La Asociación de Transporte Aéreo Internacional (IATA) informa que Bolivia ingresa al listado de países cuyos Gobiernos bloquean los dineros generados por las ventas de las líneas aéreas. Se trata del segundo país latinoamericano en figurar después de Venezuela.
El deterioro económico y la disponibilidad de divisas que existe en Bolivia son algunos de los motivos que explican el ingreso del país a la lista negra. Sin embargo, para IATA la situación es inaceptable e insta al Gobierno a repatriar los dineros generados por las líneas aéreas.
“Bolivia también ha surgido como un problema, donde la repatriación de los ingresos por ventas se está volviendo cada vez más difícil e insostenible para las aerolíneas”, dice Willie Walsh, director general de IATA.
Desde la Asociación explican que el Gobierno de Bolivia está reteniendo unos US$42 millones de las ventas generadas por las líneas aéreas. La situación amenaza con poner en riesgo las ventas del sector en ese país, sino que también la conectividad y el aporte económico que aerolíneas realizan.
Alerta de IATA en Bolivia se suma a la preocupación local
La inclusión de Bolivia en la lista negra de IATA amenaza con poner en riesgo la conectividad del país. Hace algunos años, la retención de los dineros por parte del Gobierno de Venezuela es uno de los motivos que genera la salida de varias compañías aéreas de ese país, escenario del cual el país todavía no se recupera.
“Ningún país quiere perder la conectividad de la aviación…pero si las aerolíneas no pueden repatriar sus ingresos, no se puede esperar que presten un servicio”, advierte el director de IATA.
Yanela Zárate Morón, gerente de la Asociación de Líneas Aéreas de Bolivia (ALA Bolivia), la carencia de dólares es un tema que complica a las compañías aéreas. A esta situación, se agrega las constantes amenazas de modificar las condiciones de operación de forma unilateral.

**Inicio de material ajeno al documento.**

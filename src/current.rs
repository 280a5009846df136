// wglcore/src/current.rs
//
//! The calling thread's current context.
//!
//! Every `Wgl` keeps its own entry, keyed by instance. A missing entry is the null table: no
//! current context, and every GL query answers "nothing".
//!
//! Entries only hold the driver weakly. The handle table keeps the driver of a current context
//! alive, so an entry whose driver is gone belongs to a dropped `Wgl` and reads as missing.

use crate::driver::DriverTable;
use crate::handle::Handle;

use fnv::FnvHashMap;
use std::cell::RefCell;
use std::sync::{Arc, Weak};

/// What a thread has current for one `Wgl`.
#[derive(Clone)]
pub(crate) struct CurrentState {
    pub(crate) context: Handle,
    pub(crate) funcs: Arc<DriverTable>,
}

struct Entry {
    context: Handle,
    funcs: Weak<DriverTable>,
}

impl Entry {
    #[inline]
    fn is_live(&self) -> bool {
        self.funcs.strong_count() > 0
    }
}

thread_local! {
    static CURRENT: RefCell<FnvHashMap<u64, Entry>> = RefCell::new(FnvHashMap::default());
}

pub(crate) fn get(instance: u64) -> Option<CurrentState> {
    CURRENT
        .try_with(|current| {
            let current = current.borrow();
            let entry = current.get(&instance)?;
            Some(CurrentState { context: entry.context, funcs: entry.funcs.upgrade()? })
        })
        .ok()
        .flatten()
}

pub(crate) fn context(instance: u64) -> Option<Handle> {
    CURRENT
        .try_with(|current| {
            current.borrow().get(&instance).filter(|entry| entry.is_live()).map(|entry| entry.context)
        })
        .ok()
        .flatten()
}

pub(crate) fn set(instance: u64, state: CurrentState) {
    // Thread teardown may already have destroyed the map; there is nothing to record then.
    let _ = CURRENT.try_with(|current| {
        let mut current = current.borrow_mut();
        current.retain(|_, entry| entry.is_live());
        current.insert(instance, Entry { context: state.context, funcs: Arc::downgrade(&state.funcs) });
    });
}

/// Switches the thread back to the null table, returning the context that was current.
pub(crate) fn clear(instance: u64) -> Option<Handle> {
    CURRENT
        .try_with(|current| current.borrow_mut().remove(&instance).map(|entry| entry.context))
        .ok()
        .flatten()
}

#[cfg(test)]
pub(crate) fn entry_count() -> usize {
    CURRENT.try_with(|current| current.borrow().len()).unwrap_or(0)
}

En octubre, la Asociación Latinoamericana y del Caribe de Transporte Aéreo (ALTA) señala que Bolivia queda a punto de estar aislada por la negativa del Gobierno de facilitar el acceso a los dólares en el sistema bancario local para el pago del suministro de combustible a la aviación. Las autoridades buscan imponer como única forma de pago la divisa estadounidense y no con moneda local, generando problemas de costos bajo un escenario de limitado acceso a la moneda.
Actualmente, Bolivia enfrenta una reducción de capacidad y son pocas las líneas aéreas que atienden el país. A corto plazo, no existen perspectivas para un cambio del escenario en medio de una crisis económica y política que complica a su población.
Dineros retenidos a nivel global
IATA alerta que US$1.700 millones de las aerolíneas están bloqueados para su repatriación por los Gobiernos a fines de octubre de 2024. Se trata de una pequeña mejora en comparación con los US$1.800 millones de dólares informados a fines de abril.
“En los últimos seis meses, hemos visto reducciones significativas en los fondos bloqueados en Pakistán, Bangladesh, Argelia y Etiopía”, dice Walsh. “Los Gobiernos deben eliminar todas las barreras para que las aerolíneas repatrien sus ingresos por ventas de boletos y otras actividades de acuerdo con los acuerdos internacionales y las obligaciones de los tratados”.
De acuerdo con IATA, hay nueve países cuyos Gobiernos tienen el 83% de los dineros retenidos a las líneas aéreas. El monto asciende a US$1.430 millones. La mayoría de los problemas están en África y Asia, además del caso sudamericano.
Pakistán encabeza la lista de países con US$311 millones de dólares. Esto supone una mejora respecto de los US$411 millones de abril. El principal problema es el sistema de auditoría y certificados de exención fiscal, que está provocando grandes retrasos en el proceso. Bangladesh también visto disminuir la cantidad de fondos bloqueados a US$196 millones (frente a los US$320 millones de abril).
Alrededor de US$1.000 millones de dineros de las aerolíneas bloqueados para su repatriación se encuentra en países africanos. Esto representa aproximadamente el 59% del total mundial. En los últimos seis meses, hubo reducciones significativas en los fondos bloqueados en Argelia (US$193 millones frente a los US$286 millones de abril) y Etiopía (US$43 millones frente a los US$149 millones de abril).